━━━ Data for processing

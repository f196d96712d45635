//! Validation for tenant and sub-account identifiers.

use crate::constants::MAX_IDENTIFIER_LEN;
use crate::errors::{Error, Result};

/// Validates a tenant identifier and returns it trimmed.
pub fn validate_tenant_id(value: &str) -> Result<&str> {
    validate_identifier("tenant", value)
}

/// Validates a sub-account identifier and returns it trimmed.
pub fn validate_sub_account_id(value: &str) -> Result<&str> {
    validate_identifier("sub-account", value)
}

fn validate_identifier<'a>(kind: &str, value: &'a str) -> Result<&'a str> {
    let trimmed = value.trim();
    if trimmed.is_empty() {
        return Err(Error::InvalidArgument(format!("{} id is missing", kind)));
    }
    if trimmed.len() > MAX_IDENTIFIER_LEN {
        return Err(Error::InvalidArgument(format!(
            "{} id exceeds {} characters",
            kind, MAX_IDENTIFIER_LEN
        )));
    }
    if !trimmed
        .chars()
        .all(|c| c.is_ascii_alphanumeric() || c == '-' || c == '_')
    {
        return Err(Error::InvalidArgument(format!(
            "{} id '{}' contains invalid characters",
            kind, trimmed
        )));
    }
    Ok(trimmed)
}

━━━━━━

Copy the entries above exactly, so that each line matches the original.

repository f196d96712d45635
//! Validation for tenant and sub-account identifiers.

use crate::constants::MAX_IDENTIFIER_LEN;
use crate::errors::{Error, Result};

/// Validates a tenant identifier and returns it trimmed.
pub fn validate_tenant_id(value: &str) -> Result<&str> {
    validate_identifier("tenant", value)
}

/// Validates a sub-account identifier and returns it trimmed.
pub fn validate_sub_account_id(value: &str) -> Result<&str> {
    validate_identifier("sub-account", value)
}

fn validate_identifier<'a>(kind: &str, value: &'a str) -> Result<&'a str> {
    let trimmed = value.trim();
    if trimmed.is_empty() {
        return Err(Error::InvalidArgument(format!("{} id is missing", kind)));
    }
    if trimmed.len() > MAX_IDENTIFIER_LEN {
        return Err(Error::InvalidArgument(format!(
            "{} id exceeds {} characters",
            kind, MAX_IDENTIFIER_LEN
        )));
    }
    if !trimmed
        .chars()
        .all(|c| c.is_ascii_alphanumeric() || c == '-' || c == '_')
    {
        return Err(Error::InvalidArgument(format!(
            "{} id '{}' contains invalid characters",
            kind, trimmed
        )));
    }
    Ok(trimmed)
}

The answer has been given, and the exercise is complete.